油圧の使い方を知らない自動車開発者の多くが、部品の設計を専門の設計技師に依頼して、トータルでパッケージ化するのが自動車等の商品。

CVTの燃費が良いとか、大型車は ATの方が燃費が良いという風に、アホな評論家の多くがウンチクを垂れてるけど、そんな事はないんだよ。

普通に考えれば分かるだろう。

皆さんが使ってる自動車のブレーキは、必ずと言って良いほど油圧を使っている。

つまり、マスターシンダーなどの倍力装置は、油圧で作動してる。

その中でもトルクコンバーターは、ある一定量のオイルが必ず空回り(ロス)するように作られている。

扇風機を二台並べて片方に電気を入れて回して、反対側の扇風機が呼応する形で回転してるのと同じ状態な訳です。

つまり、緊急時に停止する必要性のある自動車の場合、常にトルクが伝わっている状態のAT車では、マスターシリンダーのような圧が常に加わった状態は好ましくない。
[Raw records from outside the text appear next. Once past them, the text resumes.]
//! Crate-level error type.
//!
//! Module errors ([`ExpressionError`], [`StyleError`], [`LayoutError`],
//! [`NavigationError`], [`ConfigError`]) are wrapped with the element they
//! concern (its identifier, or its tree path when anonymous) and the raw
//! property that triggered them.

use crate::config::ConfigError;
use crate::expr::ExpressionError;
use crate::layout::LayoutError;
use crate::navigation::NavigationError;
use crate::style::{PropertyError, StyleError};

/// Any failure the engine reports.
#[derive(Debug, thiserror::Error)]
pub enum Error {
    #[error("{element}: bad size expression in '{property}': {source}")]
    Expression {
        element: String,
        property: String,
        #[source]
        source: ExpressionError,
    },

    #[error("{element}: cannot resolve style property '{property}': {source}")]
    StyleResolution {
        element: String,
        property: String,
        #[source]
        source: StyleError,
    },

    #[error("{element}: layout overflow in '{property}': {source}")]
    LayoutOverflow {
        element: String,
        property: String,
        #[source]
        source: LayoutError,
    },

    #[error("popup '{requested}' cannot open while popup '{active}' is active")]
    PopupConflict { active: String, requested: String },

    #[error("tab index {index} is out of range for {count} tabs")]
    InvalidTabIndex { index: usize, count: usize },

    #[error("{element}: {message}")]
    ConfigurationSchema {
        element: String,
        property: String,
        message: String,
    },
}

impl Error {
    /// A schema error for `element`, triggered by `property`.
    pub fn schema(
        element: impl Into<String>,
        property: impl Into<String>,
        message: impl Into<String>,
    ) -> Self {
        Error::ConfigurationSchema {
            element: element.into(),
            property: property.into(),
            message: message.into(),
        }
    }

    /// Wrap a layout failure. Expression failures keep their own category.
    pub fn layout(element: impl Into<String>, source: LayoutError) -> Self {
        let element = element.into();
        match source {
            LayoutError::Expression { property, source } => Error::Expression {
                element,
                property,
                source,
            },
            other => Error::LayoutOverflow {
                element,
                property: other.property(),
                source: other,
            },
        }
    }

    /// Wrap a style property failure. Expression failures keep their own
    /// category.
    pub fn style(element: impl Into<String>, error: PropertyError) -> Self {
        let element = element.into();
        match error.source {
            StyleError::Expression(source) => Error::Expression {
                element,
                property: error.property,
                source,
            },
            source => Error::StyleResolution {
                element,
                property: error.property,
                source,
            },
        }
    }

    /// The element the error concerns, if any.
    pub fn element(&self) -> Option<&str> {
        match self {
            Error::Expression { element, .. }
            | Error::StyleResolution { element, .. }
            | Error::LayoutOverflow { element, .. }
            | Error::ConfigurationSchema { element, .. } => Some(element),
            Error::PopupConflict { requested, .. } => Some(requested),
            Error::InvalidTabIndex { .. } => None,
        }
    }

    /// The raw property that triggered the error, if any.
    pub fn property(&self) -> Option<&str> {
        match self {
            Error::Expression { property, .. }
            | Error::StyleResolution { property, .. }
            | Error::LayoutOverflow { property, .. }
            | Error::ConfigurationSchema { property, .. } => Some(property),
            Error::PopupConflict { .. } | Error::InvalidTabIndex { .. } => None,
        }
    }
}

impl From<NavigationError> for Error {
    fn from(err: NavigationError) -> Self {
        match err {
            NavigationError::PopupConflict { active, requested } => {
                Error::PopupConflict { active, requested }
            }
            NavigationError::InvalidTabIndex { index, count } => {
                Error::InvalidTabIndex { index, count }
            }
            NavigationError::UnknownPopup { id } => {
                Error::schema(id, "popups", "no popup with this id is defined")
            }
            NavigationError::UnknownTab { name } => {
                Error::schema(name, "main_tabs", "no tab with this name is defined")
            }
        }
    }
}

impl From<ConfigError> for Error {
    fn from(err: ConfigError) -> Self {
        let (element, property) = err.location();
        Error::schema(element, property, err.to_string())
    }
}

/// Result alias used throughout the crate.
pub type Result<T> = std::result::Result<T, Error>;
例えば、自動車用のオートマチック・フルードのオイルの流れを、このようにピストンポンプと同じシステムにするだけで、オイルの圧力を逃がすことも可能になる。

私が自動車を設計してたら遊星歯車と一緒に、このシステムを取り入れてる。

つまり、トルク・コンバーターが作られてから一度も、このトルク・コンバーターが変わってない事実に触れるものが少なすぎる。

上のピストンポンプのクラッチ部分は、押える角度を変えるだけで、オイルの圧を開放する事ができる。

つまり、反対側の受け側のタービンの種類を過流ポンプなどに変更すると、より強い油圧を掛ける事が可能になる。

過流タービンポンプを受け側にするだけで、これだけの油圧が掛けられる。

一応、圧が増すと金属特有のクラックの症状が発生するので、素材を鋳物いもので作る必要性が生まれる。

たったこれだけの組み合わせで、従来のAT車の1.3から2倍以上にトルク伝達力が向上するし、停車時のブレーキの踏力も不要になる。

ブレーキを離した時に、ピストンポンプのクラッチの傾き具合が変更されるようにすれば良いので、クリープ現象も付加する事が可能。

従来の自動車の設計だけで、これだけの応用が為されてない物が存在し、技術力においては発展途上にあるということ。

日産ノートも軽自動車並みの小型エンジンで、1,500/min 前後の回転数による発電を行なっている。

回転数を増やしても発電に対する発電量が大幅に上がるかというと、そうではない。

仕事量が限られているものに関しては、一定の運動量を保つことの方が重要だったりする。

アキシャルギャップ型発電装置の発電効率
https://www.aichidenki.jp/report/35/35_22.pdf

今後、自動車用のモーターなども、全てアキシャルギャップ型モーターへと変わって行く。

アキシャル平面モーターの理屈は、こういう感じ…

世界で初めて作られた発電装置は、アキシャル平面型でした。

人間というのは変化を好まないので、100年以上も一つの発電方法で通してきた訳です。

当然ですが、研究開発は大学などの研究で盛んに行われてきてる。

自動車のエンジンで発電するという考えにおいて、トヨタ自動車なども30年以上も前に、2ストローク・ディーゼル・エンジンの開発をダイハツと共同で行っていました。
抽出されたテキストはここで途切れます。